:: Supplied records ::

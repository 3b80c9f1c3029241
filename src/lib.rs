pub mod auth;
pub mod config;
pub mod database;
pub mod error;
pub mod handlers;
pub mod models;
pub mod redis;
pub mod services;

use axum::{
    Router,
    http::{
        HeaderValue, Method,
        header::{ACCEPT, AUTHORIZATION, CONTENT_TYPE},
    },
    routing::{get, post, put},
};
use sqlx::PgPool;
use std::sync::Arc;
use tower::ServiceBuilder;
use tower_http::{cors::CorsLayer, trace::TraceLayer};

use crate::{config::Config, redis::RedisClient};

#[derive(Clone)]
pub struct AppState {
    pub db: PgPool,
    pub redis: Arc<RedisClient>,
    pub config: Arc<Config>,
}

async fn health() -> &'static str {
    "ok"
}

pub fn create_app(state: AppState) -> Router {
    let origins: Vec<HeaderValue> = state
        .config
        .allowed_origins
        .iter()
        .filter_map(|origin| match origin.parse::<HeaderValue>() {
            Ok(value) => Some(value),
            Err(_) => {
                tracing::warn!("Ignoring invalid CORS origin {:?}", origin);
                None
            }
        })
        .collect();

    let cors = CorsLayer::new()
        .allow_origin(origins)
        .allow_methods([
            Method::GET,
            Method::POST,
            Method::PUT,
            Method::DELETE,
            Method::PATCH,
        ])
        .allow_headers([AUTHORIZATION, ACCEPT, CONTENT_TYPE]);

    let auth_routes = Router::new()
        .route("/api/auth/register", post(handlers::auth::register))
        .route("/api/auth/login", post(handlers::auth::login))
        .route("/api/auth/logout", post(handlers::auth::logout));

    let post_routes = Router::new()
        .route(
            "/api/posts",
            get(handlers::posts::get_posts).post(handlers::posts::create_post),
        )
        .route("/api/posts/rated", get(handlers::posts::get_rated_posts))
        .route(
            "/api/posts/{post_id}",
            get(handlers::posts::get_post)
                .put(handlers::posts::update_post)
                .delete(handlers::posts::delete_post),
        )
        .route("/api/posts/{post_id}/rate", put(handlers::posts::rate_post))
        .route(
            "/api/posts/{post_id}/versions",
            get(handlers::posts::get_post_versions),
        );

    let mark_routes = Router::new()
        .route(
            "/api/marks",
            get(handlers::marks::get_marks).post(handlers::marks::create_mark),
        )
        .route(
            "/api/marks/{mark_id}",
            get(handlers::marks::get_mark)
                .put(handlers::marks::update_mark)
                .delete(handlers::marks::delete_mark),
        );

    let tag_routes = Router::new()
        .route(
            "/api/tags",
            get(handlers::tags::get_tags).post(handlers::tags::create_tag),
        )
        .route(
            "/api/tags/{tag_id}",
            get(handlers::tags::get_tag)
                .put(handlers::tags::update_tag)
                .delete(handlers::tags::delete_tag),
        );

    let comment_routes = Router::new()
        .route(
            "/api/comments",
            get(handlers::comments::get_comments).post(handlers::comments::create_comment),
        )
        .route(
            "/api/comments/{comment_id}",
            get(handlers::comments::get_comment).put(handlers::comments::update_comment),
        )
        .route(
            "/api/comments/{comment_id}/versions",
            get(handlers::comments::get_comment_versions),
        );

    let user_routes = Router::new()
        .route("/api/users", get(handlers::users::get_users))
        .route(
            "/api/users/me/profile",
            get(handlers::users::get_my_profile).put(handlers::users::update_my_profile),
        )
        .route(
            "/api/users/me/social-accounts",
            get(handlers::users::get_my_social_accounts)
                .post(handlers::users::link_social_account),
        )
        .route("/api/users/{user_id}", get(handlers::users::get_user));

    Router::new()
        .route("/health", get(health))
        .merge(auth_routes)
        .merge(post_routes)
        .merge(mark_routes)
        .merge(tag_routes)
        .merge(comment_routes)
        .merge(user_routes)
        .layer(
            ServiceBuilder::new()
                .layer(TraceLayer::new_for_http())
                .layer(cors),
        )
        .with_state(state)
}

:::
:: Supplied records ::

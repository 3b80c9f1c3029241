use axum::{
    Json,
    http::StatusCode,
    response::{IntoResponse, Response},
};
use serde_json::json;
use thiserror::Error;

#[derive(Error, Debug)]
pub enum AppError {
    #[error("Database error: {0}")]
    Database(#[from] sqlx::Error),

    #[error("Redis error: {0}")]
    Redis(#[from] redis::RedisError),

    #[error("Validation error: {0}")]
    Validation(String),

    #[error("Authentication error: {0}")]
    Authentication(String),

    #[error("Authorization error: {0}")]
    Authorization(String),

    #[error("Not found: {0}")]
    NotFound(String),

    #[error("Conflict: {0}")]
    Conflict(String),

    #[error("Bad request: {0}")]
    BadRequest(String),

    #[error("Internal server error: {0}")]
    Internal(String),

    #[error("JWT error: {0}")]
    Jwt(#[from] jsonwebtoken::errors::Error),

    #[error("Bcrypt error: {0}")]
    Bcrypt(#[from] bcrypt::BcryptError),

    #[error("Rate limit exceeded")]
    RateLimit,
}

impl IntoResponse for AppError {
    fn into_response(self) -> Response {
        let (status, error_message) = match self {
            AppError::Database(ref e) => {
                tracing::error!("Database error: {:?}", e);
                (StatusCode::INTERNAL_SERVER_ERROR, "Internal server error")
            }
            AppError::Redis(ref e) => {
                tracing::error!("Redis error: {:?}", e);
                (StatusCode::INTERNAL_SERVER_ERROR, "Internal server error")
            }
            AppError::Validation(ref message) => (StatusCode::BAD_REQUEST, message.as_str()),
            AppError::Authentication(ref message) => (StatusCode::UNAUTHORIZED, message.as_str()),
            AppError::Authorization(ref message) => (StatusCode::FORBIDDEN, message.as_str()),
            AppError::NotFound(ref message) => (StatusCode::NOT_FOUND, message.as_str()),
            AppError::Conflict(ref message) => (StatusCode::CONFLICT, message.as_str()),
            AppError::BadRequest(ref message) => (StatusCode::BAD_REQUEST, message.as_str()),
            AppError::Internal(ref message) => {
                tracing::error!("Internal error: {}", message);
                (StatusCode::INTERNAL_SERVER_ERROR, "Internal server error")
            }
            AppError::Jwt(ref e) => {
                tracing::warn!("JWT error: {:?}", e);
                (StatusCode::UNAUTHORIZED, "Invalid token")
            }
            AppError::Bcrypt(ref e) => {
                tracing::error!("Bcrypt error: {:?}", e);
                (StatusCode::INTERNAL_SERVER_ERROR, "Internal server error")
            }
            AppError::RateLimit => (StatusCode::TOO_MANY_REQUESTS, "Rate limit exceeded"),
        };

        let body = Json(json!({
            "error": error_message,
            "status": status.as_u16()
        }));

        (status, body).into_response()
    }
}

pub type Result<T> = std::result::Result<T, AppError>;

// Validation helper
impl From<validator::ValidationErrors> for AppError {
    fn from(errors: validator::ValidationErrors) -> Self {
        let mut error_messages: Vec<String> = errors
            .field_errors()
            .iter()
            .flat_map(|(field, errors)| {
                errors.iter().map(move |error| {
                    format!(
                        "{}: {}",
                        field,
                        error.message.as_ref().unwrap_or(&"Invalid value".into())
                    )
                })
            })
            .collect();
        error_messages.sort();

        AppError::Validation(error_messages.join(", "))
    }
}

:::
:: Supplied records ::

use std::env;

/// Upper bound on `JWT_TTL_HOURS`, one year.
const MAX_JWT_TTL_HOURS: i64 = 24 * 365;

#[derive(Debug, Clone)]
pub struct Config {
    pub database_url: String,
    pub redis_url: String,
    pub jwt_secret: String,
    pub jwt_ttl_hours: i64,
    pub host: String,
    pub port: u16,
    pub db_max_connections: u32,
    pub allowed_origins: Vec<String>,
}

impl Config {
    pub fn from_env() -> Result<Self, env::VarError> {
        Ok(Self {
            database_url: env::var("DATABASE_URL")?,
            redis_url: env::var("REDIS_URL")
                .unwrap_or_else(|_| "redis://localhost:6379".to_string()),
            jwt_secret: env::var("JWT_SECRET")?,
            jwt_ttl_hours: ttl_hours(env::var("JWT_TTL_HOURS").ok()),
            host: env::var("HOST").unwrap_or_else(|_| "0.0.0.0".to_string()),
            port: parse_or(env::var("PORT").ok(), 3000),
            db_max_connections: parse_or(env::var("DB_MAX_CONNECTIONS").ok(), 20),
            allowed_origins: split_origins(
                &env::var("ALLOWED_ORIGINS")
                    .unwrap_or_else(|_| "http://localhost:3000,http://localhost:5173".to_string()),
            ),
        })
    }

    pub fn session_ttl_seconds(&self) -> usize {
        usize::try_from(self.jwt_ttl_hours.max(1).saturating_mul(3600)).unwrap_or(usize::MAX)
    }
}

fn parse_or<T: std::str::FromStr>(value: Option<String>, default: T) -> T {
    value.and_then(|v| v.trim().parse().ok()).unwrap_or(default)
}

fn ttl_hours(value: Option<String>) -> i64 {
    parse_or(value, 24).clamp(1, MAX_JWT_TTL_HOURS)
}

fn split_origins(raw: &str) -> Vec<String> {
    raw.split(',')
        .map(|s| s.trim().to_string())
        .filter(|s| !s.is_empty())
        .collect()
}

:::

> [Work to complete]: Copy whichever lines of the records above contain the word "CorsLayer".

> [Expected answer]:
use tower_http::{cors::CorsLayer, trace::TraceLayer};
    let cors = CorsLayer::new()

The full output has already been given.